Now consider how we treat the version for the package P dependency itself: Our build tooling forces us to specify one exact release version x.y.z for P. This is superficially similar to the constraint for building with Scala 2.11, but unlike the Scala constraint, the knowledge about using P x.y.z is not propagated down the tree.
If the dependency for P appears only once in the depenency tree, everything is fine. However, as anybody who has ever worked with a large dependency tree for a project knows, package P might very well appear in multiple locations of the dep-tree, as a transitive dependency of different packages. Worse, these deps may be specified as different versions of P, which may be mutually incompatible.

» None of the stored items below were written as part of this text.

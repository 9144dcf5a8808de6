use std::sync::Arc;

use parking_lot::RwLock;
use tracing::{info, trace, warn};

use crate::error::{HostError, PslErrorKind, Result, TldError};
use crate::parser::{
    is_ipv4_literal, is_ipv6_literal, split_authority, split_port_and_path, split_scheme,
    split_userinfo, strip_input, to_ascii, LabelSequence,
};
use crate::psl::{PslLoader, SuffixList};
use crate::trie::SuffixTrie;
use crate::types::{ExtractOptions, ExtractResult, ExtractorOptions};

/// URL component extractor backed by a Public Suffix List trie.
///
/// The trie is shared behind an `Arc`; [`update`](Self::update) publishes a
/// new one without blocking callers that are already extracting.
#[derive(Debug)]
pub struct TldExtractor {
    trie: RwLock<Arc<SuffixTrie>>,
    options: ExtractorOptions,
}

impl TldExtractor {
    /// Load the list from `loader` and build the trie.
    pub fn new(loader: &dyn PslLoader, options: ExtractorOptions) -> Result<Self> {
        let list = loader.load()?;
        Self::from_suffix_list(&list, options)
    }

    /// Build the trie from an already loaded list.
    pub fn from_suffix_list(list: &SuffixList, options: ExtractorOptions) -> Result<Self> {
        let trie = build_trie(list, options)?;
        info!(
            rules = trie.rule_count(),
            exclude_private = options.exclude_private_suffix,
            "Suffix trie built"
        );
        Ok(Self {
            trie: RwLock::new(Arc::new(trie)),
            options,
        })
    }

    pub fn options(&self) -> ExtractorOptions {
        self.options
    }

    /// Snapshot of the trie currently in use.
    pub fn trie(&self) -> Arc<SuffixTrie> {
        self.trie.read().clone()
    }

    /// Refresh the loader's source, rebuild the trie and swap it in.
    ///
    /// On failure the current trie stays published.
    pub fn update(&self, loader: &dyn PslLoader) -> Result<()> {
        let result = loader
            .refresh()
            .and_then(|()| loader.load())
            .and_then(|list| build_trie(&list, self.options));

        match result {
            Ok(trie) => {
                info!(rules = trie.rule_count(), "Suffix trie updated");
                self.replace_trie(trie);
                Ok(())
            }
            Err(e) => {
                warn!(error = %e, "Suffix list update failed, keeping current trie");
                Err(e)
            }
        }
    }

    /// Publish `trie` for all subsequent extractions.
    pub fn replace_trie(&self, trie: SuffixTrie) {
        *self.trie.write() = Arc::new(trie);
    }

    /// Split `input` into its URL components.
    ///
    /// Malformed input never fails; unresolvable components are left empty.
    pub fn extract(&self, input: &str, options: ExtractOptions) -> ExtractResult {
        let trie = self.trie();
        let mut result = ExtractResult::default();

        if let Err(e) = extract_into(&trie, input, options, &mut result) {
            trace!(input, error = %e, "Host not resolved");
        }
        result
    }
}

fn build_trie(list: &SuffixList, options: ExtractorOptions) -> Result<SuffixTrie> {
    let trie = SuffixTrie::new(list.rules(options.exclude_private_suffix));
    if trie.is_empty() {
        return Err(TldError::psl(
            PslErrorKind::InvalidData,
            "Suffix list contains no rules",
        ));
    }
    Ok(trie)
}

/// Fill `result` step by step. Fields set before an error are kept.
fn extract_into(
    trie: &SuffixTrie,
    input: &str,
    options: ExtractOptions,
    result: &mut ExtractResult,
) -> std::result::Result<(), HostError> {
    let input = strip_input(input);

    let (scheme, rest) = split_scheme(input);
    result.scheme = scheme.to_string();

    let (userinfo, netloc) = split_userinfo(rest);
    result.userinfo = userinfo.to_string();

    let authority = split_authority(netloc)?;
    if authority.ipv6 && !is_ipv6_literal(authority.host) {
        return Err(HostError::InvalidIpv6Literal);
    }

    let tail = split_port_and_path(authority.after_host);
    result.port = tail.port.to_string();
    result.path = tail.path.to_string();

    if authority.ipv6 {
        result.domain = authority.host.to_string();
        result.registrable_domain = authority.host.to_string();
        return Ok(());
    }

    let ascii_host;
    let host = if options.normalize_to_ascii {
        ascii_host = to_ascii(authority.host)?;
        ascii_host.as_str()
    } else {
        authority.host
    };

    if is_ipv4_literal(host) {
        result.domain = host.to_string();
        result.registrable_domain = host.to_string();
        return Ok(());
    }

    let labels = LabelSequence::new(host);
    let parts = trie.split_host(&labels, options.include_subdomain);
    result.subdomain = parts.subdomain.to_string();
    result.domain = parts.domain.to_string();
    result.suffix = parts.suffix.to_string();
    result.registrable_domain = parts.registrable_domain.to_string();
    Ok(())
}
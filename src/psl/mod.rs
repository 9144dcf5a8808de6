#[cfg(feature = "download")]
pub mod auto_loader;
pub mod list;
pub mod loader;

#[cfg(feature = "download")]
pub use auto_loader::AutoPslLoader;
pub use list::{Section, SuffixList};
pub use loader::{
    FilePslLoader, MemoryPslLoader, NilPslLoader, PslLoader, DEFAULT_PSL_FILENAME,
    DEFAULT_PSL_URL, DEFAULT_UPDATE_INTERVAL,
};
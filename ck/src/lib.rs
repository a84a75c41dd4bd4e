//! CheckpointStore - durable progress snapshots for fix-forward sessions
//!
//! Every session writes an immutable snapshot of its progress at a fixed
//! cadence and on terminal transitions. The latest snapshot is kept next to
//! an append-only history, and terminal results of parallel runs are kept in
//! a single result log so they survive workspace cleanup.
//!
//! # Architecture
//!
//! ```text
//! {state_dir}/
//! ├── sessions/
//! │   └── {session_id}/
//! │       ├── latest.json      # most recent snapshot (atomically replaced)
//! │       └── history.jsonl    # every snapshot, append-only
//! └── results.jsonl            # terminal results, append-only
//! ```
//!
//! # Example
//!
//! ```ignore
//! use checkpointstore::{Checkpoint, CheckpointStatus, CheckpointStore};
//!
//! let store = CheckpointStore::open(".fixforward")?;
//! let sink = store.session("fix-login")?;
//! let snapshot = Checkpoint::new("fix-login", "TEST", 5, CheckpointStatus::Running);
//! sink.write(&snapshot)?;
//! sink.append_history(&snapshot)?;
//! ```

pub mod cli;
pub mod config;
mod memory;
mod store;

pub use memory::MemoryCheckpoints;
pub use store::{Checkpoint, CheckpointSink, CheckpointStatus, CheckpointStore, ResultLog, SessionCheckpoints};

/// File holding the most recent snapshot of a session
pub const LATEST_FILE: &str = "latest.json";

/// File holding every snapshot of a session
pub const HISTORY_FILE: &str = "history.jsonl";

/// File holding terminal results of parallel runs
pub const RESULTS_FILE: &str = "results.jsonl";

/// Validate a session id before it is used as a directory name
pub fn validate_session_id(session_id: &str) -> eyre::Result<()> {
    let valid = !session_id.is_empty()
        && session_id != "."
        && session_id != ".."
        && session_id
            .chars()
            .all(|c| c.is_ascii_alphanumeric() || matches!(c, '-' | '_' | '.'));
    if valid {
        Ok(())
    } else {
        Err(eyre::eyre!("Invalid session id: {:?}", session_id))
    }
}

#[cfg(test)]
mod tests {
    use super::*;
    use proptest::prelude::*;

    #[test]
    fn test_validate_session_id() {
        assert!(validate_session_id("fix-login_2.v1").is_ok());
        assert!(validate_session_id("").is_err());
        assert!(validate_session_id("..").is_err());
        assert!(validate_session_id("a/b").is_err());
        assert!(validate_session_id("has space").is_err());
    }

    proptest! {
        #[test]
        fn prop_valid_ids_are_accepted(id in "[A-Za-z0-9_-][A-Za-z0-9_.-]{0,40}") {
            prop_assert!(validate_session_id(&id).is_ok());
        }

        #[test]
        fn prop_path_separators_are_rejected(head in "[a-z]{1,8}", tail in "[a-z]{1,8}") {
            let slash = format!("{}/{}", head, tail);
            let backslash = format!("{}\\{}", head, tail);
            prop_assert!(validate_session_id(&slash).is_err());
            prop_assert!(validate_session_id(&backslash).is_err());
        }
    }
}
//! Isolated workspaces for parallel work items
//!
//! Every work item gets its own directory, either a git worktree on a
//! dedicated branch or a plain copy of a source tree. A provisioner never
//! hands out an id or path that is still live.

mod manager;

use std::sync::Arc;

pub use manager::{
    CopyProvisioner, GitWorktreeProvisioner, WorkspaceConfig, WorkspaceError, WorkspaceKind, WorkspaceProvisioner,
};

/// Provisioner for the configured workspace kind
pub fn provisioner(config: &WorkspaceConfig) -> Arc<dyn WorkspaceProvisioner> {
    match config.kind {
        WorkspaceKind::Git => Arc::new(GitWorktreeProvisioner::new(config.clone())),
        WorkspaceKind::Copy => Arc::new(CopyProvisioner::new(config.clone())),
    }
}
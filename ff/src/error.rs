//! Backend failure taxonomy shared by retry, provider and engine layers

use std::time::Duration;

use serde::{Deserialize, Serialize};

/// Classified kind of a backend failure
///
/// Variants are declared in retry-priority order; classification checks
/// them in this order too.
#[derive(Debug, Clone, Copy, PartialEq, Eq, Hash, PartialOrd, Ord, Serialize, Deserialize)]
#[serde(rename_all = "snake_case")]
pub enum ErrorKind {
    /// Switch provider, resume after the parsed reset time
    RateLimited,
    /// Switch provider; fatal when no fallback exists
    AuthExpired,
    /// Switch provider
    QuotaExceeded,
    /// Retry the same provider with backoff
    Transient,
    /// Never retried
    Permanent,
}

impl ErrorKind {
    /// All kinds in retry-priority order
    pub const ALL: [ErrorKind; 5] = [
        ErrorKind::RateLimited,
        ErrorKind::AuthExpired,
        ErrorKind::QuotaExceeded,
        ErrorKind::Transient,
        ErrorKind::Permanent,
    ];

    /// Whether the failure may go away on its own
    pub fn is_retryable(&self) -> bool {
        matches!(self, ErrorKind::RateLimited | ErrorKind::Transient)
    }

    /// Whether the failure is handled by moving to another provider
    pub fn switches_provider(&self) -> bool {
        matches!(
            self,
            ErrorKind::RateLimited | ErrorKind::AuthExpired | ErrorKind::QuotaExceeded
        )
    }

    pub fn as_str(&self) -> &'static str {
        match self {
            ErrorKind::RateLimited => "rate_limited",
            ErrorKind::AuthExpired => "auth_expired",
            ErrorKind::QuotaExceeded => "quota_exceeded",
            ErrorKind::Transient => "transient",
            ErrorKind::Permanent => "permanent",
        }
    }
}

impl std::fmt::Display for ErrorKind {
    fn fmt(&self, f: &mut std::fmt::Formatter<'_>) -> std::fmt::Result {
        f.write_str(self.as_str())
    }
}

impl std::str::FromStr for ErrorKind {
    type Err = String;

    fn from_str(s: &str) -> Result<Self, Self::Err> {
        match s.to_lowercase().replace('-', "_").as_str() {
            "rate_limited" => Ok(ErrorKind::RateLimited),
            "auth_expired" => Ok(ErrorKind::AuthExpired),
            "quota_exceeded" => Ok(ErrorKind::QuotaExceeded),
            "transient" => Ok(ErrorKind::Transient),
            "permanent" => Ok(ErrorKind::Permanent),
            _ => Err(format!("Unknown error kind: {}", s)),
        }
    }
}

/// An error that knows its classified kind
pub trait Classified {
    fn error_kind(&self) -> ErrorKind;

    /// Server-provided wait hint, if any
    fn retry_after(&self) -> Option<Duration> {
        None
    }
}
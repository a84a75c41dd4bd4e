//! Fixforward configuration types and loading

use std::fs;
use std::path::{Path, PathBuf};

use eyre::{Context, Result};
use serde::{Deserialize, Serialize};

use crate::executor::ParallelConfig;
use crate::provider::ManagerConfig;
use crate::r#loop::LoopConfig;
use crate::session::{SessionConfig, TimeoutPolicy};
use crate::verify::VerifyConfig;

/// Storage configuration, shared with the `ck` binary
pub use checkpointstore::config::StoreConfig as StorageConfig;

/// Project-local config file, checked before the user config
pub const LOCAL_CONFIG_FILE: &str = ".fixforward.yml";

/// Main fixforward configuration
#[derive(Debug, Clone, Serialize, Deserialize)]
#[serde(default)]
pub struct Config {
    /// Tracing filter used when RUST_LOG is not set
    #[serde(rename = "log-level")]
    pub log_level: String,

    /// Work-loop settings
    pub engine: LoopConfig,

    /// Provider adapters and routing
    pub providers: ManagerConfig,

    /// Test and lint commands
    pub verification: VerifyConfig,

    /// Backend call timeouts
    pub timeouts: TimeoutPolicy,

    /// Stuck detection and cancellation
    pub session: SessionConfig,

    /// Parallel execution and workspaces
    pub parallel: ParallelConfig,

    /// Checkpoints and results
    pub storage: StorageConfig,
}

impl Default for Config {
    fn default() -> Self {
        Self {
            log_level: "info".to_string(),
            engine: LoopConfig::default(),
            providers: ManagerConfig::default(),
            verification: VerifyConfig::default(),
            timeouts: TimeoutPolicy::default(),
            session: SessionConfig::default(),
            parallel: ParallelConfig::default(),
            storage: StorageConfig::default(),
        }
    }
}

/// Only the log level, read before logging is set up
#[derive(Debug, Deserialize)]
struct LogLevelOnly {
    #[serde(rename = "log-level")]
    log_level: Option<String>,
}

impl Config {
    /// Load configuration with fallback chain
    pub fn load(config_path: Option<&PathBuf>) -> Result<Self> {
        // An explicit path must load
        if let Some(path) = config_path {
            return Self::load_from_file(path).context(format!("Failed to load config from {}", path.display()));
        }

        for candidate in Self::candidates() {
            if candidate.exists() {
                match Self::load_from_file(&candidate) {
                    Ok(config) => return Ok(config),
                    Err(e) => {
                        tracing::warn!("Failed to load config from {}: {:#}", candidate.display(), e);
                    }
                }
            }
        }

        tracing::info!("No config file found, using defaults");
        Ok(Self::default())
    }

    /// The configured log level, without parsing the rest of the file
    pub fn load_log_level(config_path: Option<&PathBuf>) -> Option<String> {
        let candidates = match config_path {
            Some(path) => vec![path.clone()],
            None => Self::candidates(),
        };
        candidates.into_iter().filter(|p| p.exists()).find_map(|path| {
            let content = fs::read_to_string(path).ok()?;
            serde_yaml::from_str::<LogLevelOnly>(&content).ok()?.log_level
        })
    }

    fn candidates() -> Vec<PathBuf> {
        let mut candidates = vec![PathBuf::from(LOCAL_CONFIG_FILE)];
        if let Some(config_dir) = dirs::config_dir() {
            candidates.push(config_dir.join("fixforward").join("fixforward.yml"));
        }
        candidates
    }

    fn load_from_file<P: AsRef<Path>>(path: P) -> Result<Self> {
        let content = fs::read_to_string(&path).context("Failed to read config file")?;

        let config: Self = serde_yaml::from_str(&content).context("Failed to parse config file")?;

        tracing::info!("Loaded config from: {}", path.as_ref().display());
        Ok(config)
    }
}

Transitive dep incompatibilities are a particularly thorny problem to solve, but there are other annoyances related to release versioning. Often a user would like a “major” package dependency built against a particular version of that dep. For example, packages that use Apache Spark may need to work with a particular build version of Spark (2.1, 2.2, etc). If I am the package purveyor, I have no very convenient way to build my package against multiple versions of spark, and then annotate those builds in Maven Central. At best I can bake the spark version into the name. But what if I want to specify other package dep verions? Do I create package names with increasingly-long lists of (package,version) pairs hacked into the name?
Finally, there is simply the annoyance of revving my own package purely for the purpose of building it against the latest versions of my dependencies. None of my code has changed, but I am cutting a new release just to pick up current dependency releases. And then hoping that my package users will want those particular releases, and that these won’t break their builds with incompatible transitive deps!
I have been toying with a release and build methodology for avoiding these headaches. What follows is full of vigorous hand-waving, but I believe something like it could be formalized in a useful way.
The key idea is that a release build is defined by a build signature which is the union of all (dep, ver)
pairs.
This includes:
- The actual release version of the package code, e.g.
(mypackage, 1.2.3)
- The
(dep, ver)
for all dependencies (taken over all transitive deps, recursively) - The
(tool, ver)
for all impactful build tooling, e.g.(scala, 2.11)
,(python, 3.5)
, etc
For example, if I maintain a package P
, whose latest code release is 1.2.3
,
built with dependencies (A, 0.5)
, (B, 2.5.1)
and (C, 1.7.8)
, and dependency B
built against (Q, 6.7)
and (R, 3.3)
,
and C
built against (Q, 6.7)
and all compiled with (scala, 2.11)
, then the build signature will be:
{ (P, 1.2.3), (A, 0.5), (B, 2.5.1), (C, 1.7.8), (Q, 6.7), (R, 3.3), (scala, 2.11) }
Identifying a release build in this way makes several interesting things possible.
First, it can identify a build with a transitive dependency problem.
For example, if C
had been built against (Q, 7.0)
,
then the resulting build signature would have two pairs for Q
; (Q, 6.7)
and (Q, 7.0)
,
which is an immediate red flag for a potential problem.
More intriguingly, it could provide a foundation for avoiding builds with incompatible dependencies. Suppose that I redefine my build logic so that I only specify dependency package names, and not specific versions. Whenever I build a project, the build system automatically searches for the most-recent version of each dependency. This already addresses some of the release headaches above. As a project builder, I can get the latest versions of packages when I build. As a package maintainer, I do not have to rev a release just to update my package deps; projects using my package will get the latest by default. Moreover, because the latest package release is always pulled, I never get multiple incompatible dependency releases in a build.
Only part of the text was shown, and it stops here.